When a line of the entries below contains "accepted", it counts once; state how many such lines there are and nothing else.

◆ ◆ ◆ ◆

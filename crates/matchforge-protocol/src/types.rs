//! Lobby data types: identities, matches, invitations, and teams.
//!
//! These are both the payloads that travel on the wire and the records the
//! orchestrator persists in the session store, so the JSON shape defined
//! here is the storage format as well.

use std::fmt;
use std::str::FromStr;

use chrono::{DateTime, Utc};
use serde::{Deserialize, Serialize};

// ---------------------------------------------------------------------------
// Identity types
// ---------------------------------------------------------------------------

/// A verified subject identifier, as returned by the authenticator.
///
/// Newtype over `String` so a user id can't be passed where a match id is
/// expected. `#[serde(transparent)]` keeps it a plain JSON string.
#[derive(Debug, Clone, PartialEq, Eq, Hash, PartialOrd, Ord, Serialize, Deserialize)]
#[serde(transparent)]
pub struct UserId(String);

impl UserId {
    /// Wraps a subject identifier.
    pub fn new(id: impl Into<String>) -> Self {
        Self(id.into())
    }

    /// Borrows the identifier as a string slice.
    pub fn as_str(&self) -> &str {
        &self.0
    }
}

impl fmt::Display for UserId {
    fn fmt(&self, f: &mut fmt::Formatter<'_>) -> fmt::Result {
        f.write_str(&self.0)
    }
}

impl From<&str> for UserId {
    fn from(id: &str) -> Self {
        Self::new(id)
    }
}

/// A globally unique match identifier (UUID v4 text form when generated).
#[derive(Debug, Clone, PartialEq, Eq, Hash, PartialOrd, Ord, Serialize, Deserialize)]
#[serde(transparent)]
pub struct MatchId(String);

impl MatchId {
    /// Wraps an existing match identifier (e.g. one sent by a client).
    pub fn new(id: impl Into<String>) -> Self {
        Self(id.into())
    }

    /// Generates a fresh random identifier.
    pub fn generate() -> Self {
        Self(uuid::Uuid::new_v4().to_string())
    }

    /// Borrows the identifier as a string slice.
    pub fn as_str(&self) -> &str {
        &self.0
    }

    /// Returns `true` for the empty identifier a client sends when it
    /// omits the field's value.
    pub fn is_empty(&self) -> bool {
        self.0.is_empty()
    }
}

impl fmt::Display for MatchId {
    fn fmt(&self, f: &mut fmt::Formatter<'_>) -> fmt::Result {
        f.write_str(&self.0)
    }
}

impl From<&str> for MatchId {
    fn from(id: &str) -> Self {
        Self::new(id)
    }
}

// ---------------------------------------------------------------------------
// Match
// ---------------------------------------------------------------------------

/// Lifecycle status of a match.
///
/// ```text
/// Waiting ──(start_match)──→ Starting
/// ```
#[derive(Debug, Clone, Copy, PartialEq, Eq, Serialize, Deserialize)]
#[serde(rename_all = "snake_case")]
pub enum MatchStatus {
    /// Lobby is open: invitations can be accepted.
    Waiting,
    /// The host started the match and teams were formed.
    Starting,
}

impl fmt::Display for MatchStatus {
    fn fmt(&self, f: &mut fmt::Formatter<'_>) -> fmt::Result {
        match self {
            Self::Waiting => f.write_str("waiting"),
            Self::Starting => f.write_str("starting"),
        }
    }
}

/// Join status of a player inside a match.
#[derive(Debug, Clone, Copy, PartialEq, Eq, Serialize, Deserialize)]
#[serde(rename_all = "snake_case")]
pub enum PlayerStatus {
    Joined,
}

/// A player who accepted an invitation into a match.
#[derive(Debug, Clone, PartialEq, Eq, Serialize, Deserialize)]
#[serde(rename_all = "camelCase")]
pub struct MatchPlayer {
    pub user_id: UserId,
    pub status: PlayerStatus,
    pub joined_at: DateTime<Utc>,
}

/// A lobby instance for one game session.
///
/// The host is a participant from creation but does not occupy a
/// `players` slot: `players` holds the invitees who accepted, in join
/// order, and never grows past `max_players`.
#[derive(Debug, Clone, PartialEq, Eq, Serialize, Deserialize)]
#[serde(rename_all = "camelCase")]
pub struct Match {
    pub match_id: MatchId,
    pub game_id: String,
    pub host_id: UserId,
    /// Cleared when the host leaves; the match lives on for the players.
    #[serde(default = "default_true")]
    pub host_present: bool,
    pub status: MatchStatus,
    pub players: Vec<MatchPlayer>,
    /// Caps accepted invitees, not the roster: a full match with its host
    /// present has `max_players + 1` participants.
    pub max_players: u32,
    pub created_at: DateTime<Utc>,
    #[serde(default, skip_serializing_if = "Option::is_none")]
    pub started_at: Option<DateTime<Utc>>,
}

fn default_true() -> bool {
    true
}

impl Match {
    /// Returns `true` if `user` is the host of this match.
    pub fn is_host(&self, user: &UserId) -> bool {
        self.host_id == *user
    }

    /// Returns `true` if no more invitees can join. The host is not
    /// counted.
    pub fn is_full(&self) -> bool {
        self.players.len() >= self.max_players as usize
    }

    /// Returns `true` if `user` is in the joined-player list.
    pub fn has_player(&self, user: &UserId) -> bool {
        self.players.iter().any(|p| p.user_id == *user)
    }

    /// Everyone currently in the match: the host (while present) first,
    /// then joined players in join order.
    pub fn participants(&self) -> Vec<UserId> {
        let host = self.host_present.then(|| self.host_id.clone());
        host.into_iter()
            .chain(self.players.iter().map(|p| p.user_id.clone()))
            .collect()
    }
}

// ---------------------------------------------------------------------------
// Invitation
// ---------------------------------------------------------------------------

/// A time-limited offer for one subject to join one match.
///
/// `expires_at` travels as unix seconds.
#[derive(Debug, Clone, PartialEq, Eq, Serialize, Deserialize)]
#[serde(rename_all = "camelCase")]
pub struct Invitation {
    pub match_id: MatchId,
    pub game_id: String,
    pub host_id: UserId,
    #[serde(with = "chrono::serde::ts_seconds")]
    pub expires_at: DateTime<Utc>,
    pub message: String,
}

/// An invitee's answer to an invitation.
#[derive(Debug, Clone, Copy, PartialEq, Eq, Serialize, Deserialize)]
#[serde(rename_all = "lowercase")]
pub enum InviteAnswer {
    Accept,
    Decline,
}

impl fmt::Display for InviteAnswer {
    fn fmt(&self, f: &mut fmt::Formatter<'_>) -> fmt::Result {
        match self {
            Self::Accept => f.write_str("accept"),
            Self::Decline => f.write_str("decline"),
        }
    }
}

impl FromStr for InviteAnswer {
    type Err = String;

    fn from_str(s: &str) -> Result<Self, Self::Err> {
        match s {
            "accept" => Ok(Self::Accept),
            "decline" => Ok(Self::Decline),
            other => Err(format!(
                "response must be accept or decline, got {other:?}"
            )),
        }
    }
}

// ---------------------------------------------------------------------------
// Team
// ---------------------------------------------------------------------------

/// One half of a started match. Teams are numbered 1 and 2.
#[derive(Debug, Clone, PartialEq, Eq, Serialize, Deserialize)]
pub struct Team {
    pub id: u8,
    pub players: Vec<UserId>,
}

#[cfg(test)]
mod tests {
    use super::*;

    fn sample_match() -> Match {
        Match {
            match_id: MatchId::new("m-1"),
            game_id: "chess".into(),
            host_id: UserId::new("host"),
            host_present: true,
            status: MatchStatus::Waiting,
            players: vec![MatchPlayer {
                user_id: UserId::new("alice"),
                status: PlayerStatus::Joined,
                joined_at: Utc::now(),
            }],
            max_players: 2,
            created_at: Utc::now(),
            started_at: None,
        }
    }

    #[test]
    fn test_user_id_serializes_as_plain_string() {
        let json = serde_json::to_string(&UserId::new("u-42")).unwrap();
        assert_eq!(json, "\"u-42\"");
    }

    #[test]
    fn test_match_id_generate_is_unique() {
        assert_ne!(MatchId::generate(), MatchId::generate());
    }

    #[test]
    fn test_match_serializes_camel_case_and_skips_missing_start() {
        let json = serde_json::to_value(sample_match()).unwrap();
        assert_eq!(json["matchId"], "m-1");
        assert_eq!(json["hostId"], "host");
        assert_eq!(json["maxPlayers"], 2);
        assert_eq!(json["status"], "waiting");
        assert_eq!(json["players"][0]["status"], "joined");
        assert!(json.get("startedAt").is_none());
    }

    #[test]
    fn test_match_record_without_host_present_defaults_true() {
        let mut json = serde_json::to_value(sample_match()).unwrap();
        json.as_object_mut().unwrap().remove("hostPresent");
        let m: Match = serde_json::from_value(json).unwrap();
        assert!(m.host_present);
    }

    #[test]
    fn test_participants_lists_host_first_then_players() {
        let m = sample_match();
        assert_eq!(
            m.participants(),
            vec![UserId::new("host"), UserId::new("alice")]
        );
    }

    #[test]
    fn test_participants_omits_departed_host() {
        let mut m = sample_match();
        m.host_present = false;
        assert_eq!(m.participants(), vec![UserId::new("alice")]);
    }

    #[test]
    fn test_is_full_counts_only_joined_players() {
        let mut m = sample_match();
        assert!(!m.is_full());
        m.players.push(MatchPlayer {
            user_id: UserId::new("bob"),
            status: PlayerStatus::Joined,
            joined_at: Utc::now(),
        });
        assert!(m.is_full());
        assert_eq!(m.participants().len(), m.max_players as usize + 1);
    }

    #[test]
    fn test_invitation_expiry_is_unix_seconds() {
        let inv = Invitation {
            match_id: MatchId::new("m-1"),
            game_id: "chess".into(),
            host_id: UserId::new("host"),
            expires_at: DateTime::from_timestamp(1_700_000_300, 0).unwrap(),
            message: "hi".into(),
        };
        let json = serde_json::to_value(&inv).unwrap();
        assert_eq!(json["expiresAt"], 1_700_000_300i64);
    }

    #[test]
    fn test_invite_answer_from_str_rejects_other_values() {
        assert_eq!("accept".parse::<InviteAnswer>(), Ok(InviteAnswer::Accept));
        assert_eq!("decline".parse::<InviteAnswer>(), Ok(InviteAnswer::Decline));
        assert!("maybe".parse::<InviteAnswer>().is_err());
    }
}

◆ ◆ ◆ ◆

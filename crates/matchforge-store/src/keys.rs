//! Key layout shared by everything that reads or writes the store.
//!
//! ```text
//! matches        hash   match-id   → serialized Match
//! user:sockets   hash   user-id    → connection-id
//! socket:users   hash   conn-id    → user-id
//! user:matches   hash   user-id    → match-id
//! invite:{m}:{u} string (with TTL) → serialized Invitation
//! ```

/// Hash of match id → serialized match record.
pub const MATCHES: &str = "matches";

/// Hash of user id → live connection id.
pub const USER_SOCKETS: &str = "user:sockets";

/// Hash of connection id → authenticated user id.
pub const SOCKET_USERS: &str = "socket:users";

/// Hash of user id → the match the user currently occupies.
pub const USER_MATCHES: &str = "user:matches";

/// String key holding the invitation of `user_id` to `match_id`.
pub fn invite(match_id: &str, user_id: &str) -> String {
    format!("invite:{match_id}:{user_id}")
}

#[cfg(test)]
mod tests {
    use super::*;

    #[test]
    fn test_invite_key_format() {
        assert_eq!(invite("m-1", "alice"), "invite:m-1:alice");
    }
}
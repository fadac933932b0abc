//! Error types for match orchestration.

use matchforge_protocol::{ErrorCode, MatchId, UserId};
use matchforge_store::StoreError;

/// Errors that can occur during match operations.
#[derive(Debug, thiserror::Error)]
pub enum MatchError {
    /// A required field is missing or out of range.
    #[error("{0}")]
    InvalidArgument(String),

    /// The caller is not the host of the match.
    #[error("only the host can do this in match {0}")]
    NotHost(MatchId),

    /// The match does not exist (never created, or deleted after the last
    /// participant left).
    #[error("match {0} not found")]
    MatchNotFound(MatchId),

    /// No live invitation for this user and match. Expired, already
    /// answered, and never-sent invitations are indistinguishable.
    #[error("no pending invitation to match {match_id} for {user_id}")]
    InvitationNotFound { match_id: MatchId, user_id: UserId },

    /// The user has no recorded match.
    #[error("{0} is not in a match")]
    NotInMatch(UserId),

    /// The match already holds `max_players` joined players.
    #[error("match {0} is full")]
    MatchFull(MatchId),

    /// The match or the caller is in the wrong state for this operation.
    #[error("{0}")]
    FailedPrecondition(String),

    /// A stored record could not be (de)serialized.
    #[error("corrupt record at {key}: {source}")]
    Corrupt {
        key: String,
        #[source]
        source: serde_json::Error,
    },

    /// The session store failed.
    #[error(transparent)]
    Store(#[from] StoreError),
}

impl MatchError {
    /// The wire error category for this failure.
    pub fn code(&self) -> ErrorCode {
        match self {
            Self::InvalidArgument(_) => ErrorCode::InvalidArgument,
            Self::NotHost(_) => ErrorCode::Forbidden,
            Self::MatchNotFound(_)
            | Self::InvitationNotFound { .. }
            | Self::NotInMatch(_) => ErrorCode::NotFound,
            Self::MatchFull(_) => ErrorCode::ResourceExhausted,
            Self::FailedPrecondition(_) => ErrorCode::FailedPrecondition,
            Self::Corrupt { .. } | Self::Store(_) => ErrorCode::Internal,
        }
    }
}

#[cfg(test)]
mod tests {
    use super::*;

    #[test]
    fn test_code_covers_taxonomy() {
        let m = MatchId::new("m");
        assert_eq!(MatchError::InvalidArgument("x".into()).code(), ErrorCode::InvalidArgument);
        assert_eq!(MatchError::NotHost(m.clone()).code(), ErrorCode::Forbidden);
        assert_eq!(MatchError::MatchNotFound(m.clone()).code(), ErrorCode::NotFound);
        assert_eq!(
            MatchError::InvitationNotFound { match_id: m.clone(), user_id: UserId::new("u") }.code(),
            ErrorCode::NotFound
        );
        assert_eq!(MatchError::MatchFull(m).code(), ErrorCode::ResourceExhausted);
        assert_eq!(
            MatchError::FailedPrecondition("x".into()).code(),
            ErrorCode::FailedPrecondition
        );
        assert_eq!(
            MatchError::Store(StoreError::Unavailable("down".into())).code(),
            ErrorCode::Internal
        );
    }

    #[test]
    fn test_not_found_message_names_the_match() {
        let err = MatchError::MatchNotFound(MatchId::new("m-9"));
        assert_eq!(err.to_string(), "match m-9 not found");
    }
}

◆ ◆ ◆ ◆

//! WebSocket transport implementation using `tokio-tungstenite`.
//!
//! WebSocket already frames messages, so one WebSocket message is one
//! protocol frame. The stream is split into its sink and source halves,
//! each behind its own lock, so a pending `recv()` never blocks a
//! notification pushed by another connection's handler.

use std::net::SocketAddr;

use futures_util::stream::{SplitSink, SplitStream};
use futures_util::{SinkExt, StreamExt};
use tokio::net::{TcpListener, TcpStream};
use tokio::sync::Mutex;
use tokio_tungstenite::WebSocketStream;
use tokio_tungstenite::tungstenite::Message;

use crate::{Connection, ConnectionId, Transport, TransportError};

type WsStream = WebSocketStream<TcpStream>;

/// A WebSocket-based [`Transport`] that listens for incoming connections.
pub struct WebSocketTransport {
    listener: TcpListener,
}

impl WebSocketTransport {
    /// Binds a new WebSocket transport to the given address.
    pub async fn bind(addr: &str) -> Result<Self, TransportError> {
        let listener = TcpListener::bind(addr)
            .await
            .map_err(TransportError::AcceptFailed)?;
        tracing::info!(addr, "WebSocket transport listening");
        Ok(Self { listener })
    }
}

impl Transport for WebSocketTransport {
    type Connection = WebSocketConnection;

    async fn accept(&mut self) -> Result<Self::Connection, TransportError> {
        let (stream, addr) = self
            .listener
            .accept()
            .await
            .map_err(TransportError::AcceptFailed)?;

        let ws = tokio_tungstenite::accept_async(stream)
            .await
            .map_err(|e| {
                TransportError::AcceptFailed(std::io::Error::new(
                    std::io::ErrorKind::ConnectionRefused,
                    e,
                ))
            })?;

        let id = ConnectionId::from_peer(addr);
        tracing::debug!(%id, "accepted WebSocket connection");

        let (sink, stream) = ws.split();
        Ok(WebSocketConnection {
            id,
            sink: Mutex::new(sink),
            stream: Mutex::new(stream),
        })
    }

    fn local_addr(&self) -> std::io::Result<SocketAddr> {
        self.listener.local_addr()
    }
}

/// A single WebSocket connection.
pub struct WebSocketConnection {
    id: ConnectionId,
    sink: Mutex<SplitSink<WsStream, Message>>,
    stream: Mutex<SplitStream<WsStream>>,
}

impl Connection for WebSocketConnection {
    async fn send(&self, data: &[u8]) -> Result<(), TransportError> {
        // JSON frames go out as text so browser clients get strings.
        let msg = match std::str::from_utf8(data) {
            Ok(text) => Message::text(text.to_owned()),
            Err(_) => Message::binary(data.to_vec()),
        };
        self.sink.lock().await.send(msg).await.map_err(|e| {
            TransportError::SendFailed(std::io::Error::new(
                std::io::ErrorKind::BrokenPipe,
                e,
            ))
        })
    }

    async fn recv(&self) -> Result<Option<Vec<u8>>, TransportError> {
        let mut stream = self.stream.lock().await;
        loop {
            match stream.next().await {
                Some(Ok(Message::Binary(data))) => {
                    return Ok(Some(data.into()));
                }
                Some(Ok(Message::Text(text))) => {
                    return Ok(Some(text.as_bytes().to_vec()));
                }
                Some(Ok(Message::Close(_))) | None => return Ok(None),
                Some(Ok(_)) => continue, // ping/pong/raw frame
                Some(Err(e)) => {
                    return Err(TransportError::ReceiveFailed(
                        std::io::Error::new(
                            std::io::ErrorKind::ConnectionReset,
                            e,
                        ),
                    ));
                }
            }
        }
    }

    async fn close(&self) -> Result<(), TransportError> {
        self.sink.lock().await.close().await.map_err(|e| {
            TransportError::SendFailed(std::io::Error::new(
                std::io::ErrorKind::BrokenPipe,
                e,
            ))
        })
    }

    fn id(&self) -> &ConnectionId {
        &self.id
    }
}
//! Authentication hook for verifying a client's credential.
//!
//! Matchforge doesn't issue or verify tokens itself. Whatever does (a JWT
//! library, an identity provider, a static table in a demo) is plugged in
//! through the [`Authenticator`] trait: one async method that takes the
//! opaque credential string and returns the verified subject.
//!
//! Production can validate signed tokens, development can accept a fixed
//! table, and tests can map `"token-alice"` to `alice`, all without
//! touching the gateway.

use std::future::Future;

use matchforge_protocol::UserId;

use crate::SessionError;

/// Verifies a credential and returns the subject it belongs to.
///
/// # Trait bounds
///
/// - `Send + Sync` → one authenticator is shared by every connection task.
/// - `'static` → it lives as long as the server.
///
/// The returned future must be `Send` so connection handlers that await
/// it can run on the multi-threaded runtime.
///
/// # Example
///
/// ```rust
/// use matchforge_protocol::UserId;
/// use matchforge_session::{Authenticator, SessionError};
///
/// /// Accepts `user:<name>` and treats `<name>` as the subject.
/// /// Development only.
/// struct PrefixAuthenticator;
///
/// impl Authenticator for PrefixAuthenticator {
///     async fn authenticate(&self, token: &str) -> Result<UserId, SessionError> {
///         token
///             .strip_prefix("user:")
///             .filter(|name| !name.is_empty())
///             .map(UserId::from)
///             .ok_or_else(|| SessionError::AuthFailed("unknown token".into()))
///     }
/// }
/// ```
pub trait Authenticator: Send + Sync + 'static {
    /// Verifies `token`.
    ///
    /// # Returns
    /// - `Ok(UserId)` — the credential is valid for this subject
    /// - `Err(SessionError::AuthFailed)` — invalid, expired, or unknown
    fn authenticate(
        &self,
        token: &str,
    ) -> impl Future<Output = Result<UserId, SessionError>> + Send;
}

◆ ◆ ◆ ◆

• [Result of this exercise]
5